There are a lot of difficult situations that can arise when you’re going through a divorce. Perhaps you want sole custody of the kids and so does your ex, for instance, but you know that you’ll likely have to share custody under a joint parenting plan. Maybe you have significant retirement assets that you need to divide, and you want to make sure that you get what you deserve so that you can still retire.
But, in some cases, it is the simplest things that can cause the biggest issues. For example, what do you do with your dog when you split up?
Do you need a custody plan?
Some people think of their dog like a child. They assume that they’ll need to share ownership and have some sort of custody plan for the dog. This adds a level of complexity to the case, especially if you’re already dealing with custody questions involving your children.
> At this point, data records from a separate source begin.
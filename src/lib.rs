pub use error::AppError;

/// Main architecture layers (dependency flow: CLI → Core → API)
pub mod cli; // Command-line interface
pub mod config; // Environment-backed configuration
pub mod core; // Business logic

/// Support modules (used across layers)
pub mod api; // Shortener API client
pub mod display; // Output formatting
pub mod error; // Error handling
pub mod utils; // Shared utilities and helpers

pub type Result<T> = std::result::Result<T, AppError>;
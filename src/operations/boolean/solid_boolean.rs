use crate::error::Result;
use crate::tessellation::TessellationParams;
use crate::topology::{SolidId, TopologyStore};

use super::engine::boolean_execute;
use super::select::BooleanOp;

/// A boolean combination of two solids.
///
/// The operands stay in the store; the result is a new faceted solid.
///
/// ```ignore
/// let trimmed = Boolean::subtract(root, lids).with_params(params).execute(&mut store)?;
/// ```
pub struct Boolean {
    op: BooleanOp,
    solid_a: SolidId,
    solid_b: SolidId,
    params: TessellationParams,
}

impl Boolean {
    #[must_use]
    pub fn new(op: BooleanOp, solid_a: SolidId, solid_b: SolidId) -> Self {
        Self {
            op,
            solid_a,
            solid_b,
            params: TessellationParams::default(),
        }
    }

    /// `a ∪ b`.
    #[must_use]
    pub fn union(solid_a: SolidId, solid_b: SolidId) -> Self {
        Self::new(BooleanOp::Union, solid_a, solid_b)
    }

    /// `a − b`.
    #[must_use]
    pub fn subtract(solid_a: SolidId, solid_b: SolidId) -> Self {
        Self::new(BooleanOp::Subtract, solid_a, solid_b)
    }

    /// `a ∩ b`.
    #[must_use]
    pub fn intersect(solid_a: SolidId, solid_b: SolidId) -> Self {
        Self::new(BooleanOp::Intersect, solid_a, solid_b)
    }

    /// Sets the tessellation used to facet curved operand faces.
    #[must_use]
    pub fn with_params(mut self, params: TessellationParams) -> Self {
        self.params = params;
        self
    }

    /// Executes the operation, creating the result solid in the store.
    ///
    /// # Errors
    ///
    /// Returns [`OperationError::EmptyResult`](crate::error::OperationError::EmptyResult)
    /// when nothing is left, or an error if an operand cannot be tessellated.
    pub fn execute(&self, store: &mut TopologyStore) -> Result<SolidId> {
        boolean_execute(store, self.solid_a, self.solid_b, self.op, self.params)
    }
}
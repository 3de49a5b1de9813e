use std::collections::HashMap;

use crate::error::{OperationError, Result};
use crate::math::polygon_3d::newell_normal;
use crate::math::Point3;
use crate::operations::creation::{MakeFace, MakeSolid};
use crate::topology::{
    EdgeData, EdgeId, FaceId, OrientedEdge, ShellData, SolidId, TopologyStore, VertexData,
    VertexId, WireData,
};

use super::bsp::Polygon;

/// Distance within which boolean output vertices are welded.
const WELD_TOLERANCE: f64 = 1e-7;

/// Assembles a solid from the polygons of a boolean result.
///
/// Each polygon becomes one planar face. Coincident vertices are merged
/// through a spatial hash; polygons that collapse under welding are dropped.
pub(super) fn assemble_polygons(store: &mut TopologyStore, polygons: &[Polygon]) -> Result<SolidId> {
    let mut merger = VertexMerger::new(WELD_TOLERANCE);
    let mut faces: Vec<FaceId> = Vec::with_capacity(polygons.len());

    for polygon in polygons {
        if let Some(face) = create_face_from_polygon(store, &polygon.vertices, &mut merger)? {
            faces.push(face);
        }
    }

    if faces.is_empty() {
        return Err(OperationError::EmptyResult.into());
    }

    let shell = store.add_shell(ShellData::closed(faces));
    MakeSolid::new(shell, vec![]).execute(store)
}

/// Creates a face from a polygon boundary, reusing merged vertices.
///
/// Returns `None` when fewer than three distinct vertices survive welding
/// or the welded loop encloses no area.
fn create_face_from_polygon(
    store: &mut TopologyStore,
    boundary: &[Point3],
    merger: &mut VertexMerger,
) -> Result<Option<FaceId>> {
    let mut loop_ids: Vec<(VertexId, Point3)> = Vec::with_capacity(boundary.len());
    for p in boundary {
        let (vid, point) = merger.get_or_create(store, p);
        if loop_ids.last().is_some_and(|&(last, _)| last == vid) {
            continue;
        }
        loop_ids.push((vid, point));
    }
    while loop_ids.len() > 1 && loop_ids.first().map(|e| e.0) == loop_ids.last().map(|e| e.0) {
        loop_ids.pop();
    }
    if loop_ids.len() < 3 {
        return Ok(None);
    }
    let welded: Vec<Point3> = loop_ids.iter().map(|&(_, point)| point).collect();
    if newell_normal(&welded).is_none() {
        return Ok(None);
    }

    let n = loop_ids.len();
    let mut oriented_edges = Vec::with_capacity(n);
    for i in 0..n {
        let (start, start_pt) = loop_ids[i];
        let (end, end_pt) = loop_ids[(i + 1) % n];
        let edge_id = create_line_edge(store, start, end, start_pt, end_pt)?;
        oriented_edges.push(OrientedEdge::new(edge_id, true));
    }

    let wire = store.add_wire(WireData::closed(oriented_edges));
    Ok(Some(MakeFace::new(wire, vec![]).execute(store)?))
}

/// Creates a line edge between two vertices.
fn create_line_edge(
    store: &mut TopologyStore,
    start: VertexId,
    end: VertexId,
    start_point: Point3,
    end_point: Point3,
) -> Result<EdgeId> {
    let data = EdgeData::line(start, end, start_point, end_point)?;
    Ok(store.add_edge(data))
}

/// Spatial hash-based vertex merger.
///
/// Groups points by grid cell and merges vertices that are within
/// `cell_size` of each other.
struct VertexMerger {
    cell_size: f64,
    map: HashMap<(i64, i64, i64), Vec<(VertexId, Point3)>>,
}

impl VertexMerger {
    fn new(cell_size: f64) -> Self {
        Self {
            cell_size,
            map: HashMap::new(),
        }
    }

    #[allow(clippy::cast_possible_truncation)]
    fn cell_key(&self, p: &Point3) -> (i64, i64, i64) {
        let inv = 1.0 / self.cell_size;
        (
            (p.x * inv).floor() as i64,
            (p.y * inv).floor() as i64,
            (p.z * inv).floor() as i64,
        )
    }

    /// Returns the welded vertex for `point` and its stored position.
    fn get_or_create(&mut self, store: &mut TopologyStore, point: &Point3) -> (VertexId, Point3) {
        let key = self.cell_key(point);

        for dx in -1..=1 {
            for dy in -1..=1 {
                for dz in -1..=1 {
                    let neighbor = (key.0 + dx, key.1 + dy, key.2 + dz);
                    if let Some(entries) = self.map.get(&neighbor) {
                        for &(vid, existing) in entries {
                            if (point - existing).norm() < self.cell_size {
                                return (vid, existing);
                            }
                        }
                    }
                }
            }
        }

        let vid = store.add_vertex(VertexData::new(*point));
        self.map.entry(key).or_default().push((vid, *point));
        (vid, *point)
    }
}

#[cfg(test)]
#[allow(clippy::unwrap_used)]
mod tests {
    use super::*;
    use crate::operations::query::Volume;

    fn p(x: f64, y: f64, z: f64) -> Point3 {
        Point3::new(x, y, z)
    }

    fn quad(points: [Point3; 4]) -> Polygon {
        Polygon::new(points.to_vec()).unwrap()
    }

    fn unit_cube() -> Vec<Polygon> {
        vec![
            quad([p(0.0, 0.0, 0.0), p(0.0, 1.0, 0.0), p(1.0, 1.0, 0.0), p(1.0, 0.0, 0.0)]),
            quad([p(0.0, 0.0, 1.0), p(1.0, 0.0, 1.0), p(1.0, 1.0, 1.0), p(0.0, 1.0, 1.0)]),
            quad([p(0.0, 0.0, 0.0), p(1.0, 0.0, 0.0), p(1.0, 0.0, 1.0), p(0.0, 0.0, 1.0)]),
            quad([p(0.0, 1.0, 0.0), p(0.0, 1.0, 1.0), p(1.0, 1.0, 1.0), p(1.0, 1.0, 0.0)]),
            quad([p(0.0, 0.0, 0.0), p(0.0, 0.0, 1.0), p(0.0, 1.0, 1.0), p(0.0, 1.0, 0.0)]),
            quad([p(1.0, 0.0, 0.0), p(1.0, 1.0, 0.0), p(1.0, 1.0, 1.0), p(1.0, 0.0, 1.0)]),
        ]
    }

    #[test]
    fn assemble_cube_welds_vertices() {
        let mut store = TopologyStore::new();
        let solid = assemble_polygons(&mut store, &unit_cube()).unwrap();
        assert_eq!(store.solid_faces(solid).unwrap().len(), 6);
        let volume = Volume::new(solid).execute(&store).unwrap();
        assert!((volume - 1.0).abs() < 1e-9);
    }

    #[test]
    fn collapsed_polygon_is_dropped() {
        let mut store = TopologyStore::new();
        let mut polygons = unit_cube();
        let mut sliver = polygons[0].clone();
        sliver.vertices = vec![p(0.0, 0.0, 0.0), p(1e-9, 0.0, 0.0), p(0.0, 1e-9, 0.0)];
        polygons.push(sliver);
        let solid = assemble_polygons(&mut store, &polygons).unwrap();
        assert_eq!(store.solid_faces(solid).unwrap().len(), 6);
    }

    #[test]
    fn nothing_to_assemble_is_empty_result() {
        let mut store = TopologyStore::new();
        let err = assemble_polygons(&mut store, &[]).unwrap_err();
        assert!(matches!(
            err,
            crate::error::CfdPrepError::Operation(OperationError::EmptyResult)
        ));
    }
}
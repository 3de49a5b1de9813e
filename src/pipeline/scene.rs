//! Publishing the authoritative shape list to a renderer.

use std::fmt;

use crate::topology::Shape;

/// Where a pipeline run currently stands.
#[derive(Debug, Clone, Copy, PartialEq, Eq)]
pub enum Stage {
    /// Nothing imported yet.
    Empty,
    Imported,
    /// Between `begin_selection` and `end_selection`.
    Selecting,
    Selected,
    LidsBuilt,
    Extracted,
}

impl Stage {
    /// Lower-case name used in errors and logs.
    #[must_use]
    pub fn as_str(self) -> &'static str {
        match self {
            Self::Empty => "empty",
            Self::Imported => "imported",
            Self::Selecting => "selecting",
            Self::Selected => "selected",
            Self::LidsBuilt => "lids built",
            Self::Extracted => "extracted",
        }
    }
}

impl fmt::Display for Stage {
    fn fmt(&self, f: &mut fmt::Formatter<'_>) -> fmt::Result {
        f.write_str(self.as_str())
    }
}

/// The shapes a renderer should show after a stage completes.
#[derive(Debug, Clone, PartialEq, Eq)]
pub struct Scene {
    pub stage: Stage,
    pub shapes: Vec<Shape>,
}

/// Receives a new scene after import, lid synthesis and extraction.
pub trait SceneSink {
    fn publish(&mut self, scene: &Scene);
}

/// Discards every scene.
#[derive(Debug, Clone, Copy, Default)]
pub struct NullSink;

impl SceneSink for NullSink {
    fn publish(&mut self, _scene: &Scene) {}
}

/// Keeps every published scene, oldest first.
#[derive(Debug, Clone, Default)]
pub struct RecordingSink {
    pub scenes: Vec<Scene>,
}

impl RecordingSink {
    /// The most recently published scene.
    #[must_use]
    pub fn last(&self) -> Option<&Scene> {
        self.scenes.last()
    }
}

impl SceneSink for RecordingSink {
    fn publish(&mut self, scene: &Scene) {
        self.scenes.push(scene.clone());
    }
}

impl<S: SceneSink + ?Sized> SceneSink for &mut S {
    fn publish(&mut self, scene: &Scene) {
        (**self).publish(scene);
    }
}
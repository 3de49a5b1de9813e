use super::{Point3, Vector3, TOLERANCE};

/// A ray-triangle hit.
#[derive(Debug, Clone, Copy, PartialEq)]
pub struct RayHit {
    /// Ray parameter of the hit (`origin + t * dir`).
    pub t: f64,
    /// Barycentric coordinate along `b - a`.
    pub u: f64,
    /// Barycentric coordinate along `c - a`.
    pub v: f64,
}

impl RayHit {
    /// Returns `true` when the hit lies within `eps` of a triangle edge or
    /// vertex, where parity counting becomes unreliable.
    #[must_use]
    pub fn near_edge(&self, eps: f64) -> bool {
        self.u < eps || self.v < eps || self.u + self.v > 1.0 - eps
    }
}

/// Möller-Trumbore ray-triangle intersection.
///
/// Only hits with `t > TOLERANCE` are reported. Both triangle windings are
/// accepted.
#[must_use]
pub fn ray_triangle_intersect(
    origin: &Point3,
    dir: &Vector3,
    a: &Point3,
    b: &Point3,
    c: &Point3,
) -> Option<RayHit> {
    let e1 = b - a;
    let e2 = c - a;
    let h = dir.cross(&e2);
    let det = e1.dot(&h);
    if det.abs() < TOLERANCE * e1.norm() * e2.norm() {
        return None;
    }
    let inv = 1.0 / det;
    let s = origin - a;
    let u = inv * s.dot(&h);
    if !(0.0..=1.0).contains(&u) {
        return None;
    }
    let q = s.cross(&e1);
    let v = inv * dir.dot(&q);
    if v < 0.0 || u + v > 1.0 {
        return None;
    }
    let t = inv * e2.dot(&q);
    (t > TOLERANCE).then_some(RayHit { t, u, v })
}

#[cfg(test)]
#[allow(clippy::unwrap_used)]
mod tests {
    use super::*;

    fn p(x: f64, y: f64, z: f64) -> Point3 {
        Point3::new(x, y, z)
    }

    fn v(x: f64, y: f64, z: f64) -> Vector3 {
        Vector3::new(x, y, z)
    }

    // ── ray_triangle_intersect ──

    #[test]
    fn ray_hits_triangle_interior() {
        let hit = ray_triangle_intersect(
            &p(0.25, 0.25, -1.0),
            &v(0.0, 0.0, 1.0),
            &p(0.0, 0.0, 0.0),
            &p(1.0, 0.0, 0.0),
            &p(0.0, 1.0, 0.0),
        )
        .unwrap();
        assert!((hit.t - 1.0).abs() < 1e-12);
        assert!(!hit.near_edge(1e-6));
    }

    #[test]
    fn ray_misses_triangle() {
        let hit = ray_triangle_intersect(
            &p(2.0, 2.0, -1.0),
            &v(0.0, 0.0, 1.0),
            &p(0.0, 0.0, 0.0),
            &p(1.0, 0.0, 0.0),
            &p(0.0, 1.0, 0.0),
        );
        assert!(hit.is_none());
    }

    #[test]
    fn hits_behind_origin_are_ignored() {
        let hit = ray_triangle_intersect(
            &p(0.25, 0.25, 1.0),
            &v(0.0, 0.0, 1.0),
            &p(0.0, 0.0, 0.0),
            &p(1.0, 0.0, 0.0),
            &p(0.0, 1.0, 0.0),
        );
        assert!(hit.is_none());
    }
}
You can make a custody schedule or set up a plan to share ownership of the dog, but the problem here is that the law doesn’t see this the same way that you do. The dog is not a family member and has no rights, legally speaking. It is a piece of property that you bought and paid for, the same way that your computer or your sofa is a piece of property.
Does this mindset really work?
This can lead to some serious issues. Say the court has to divide your assets and gives you the computer and your ex the dog. Financially, this may be an even split, when considering the monetary value of both. But is it really even? You could always just buy another computer. You could technically buy another dog, but it still won’t be your dog that you love.
The law doesn’t take these types of emotional bonds into account. If you and your spouse can’t agree, you could be in for a lengthy legal battle while deciding what should be done. If you do find yourself in this position, it’s wise to know about all of the legal options you have.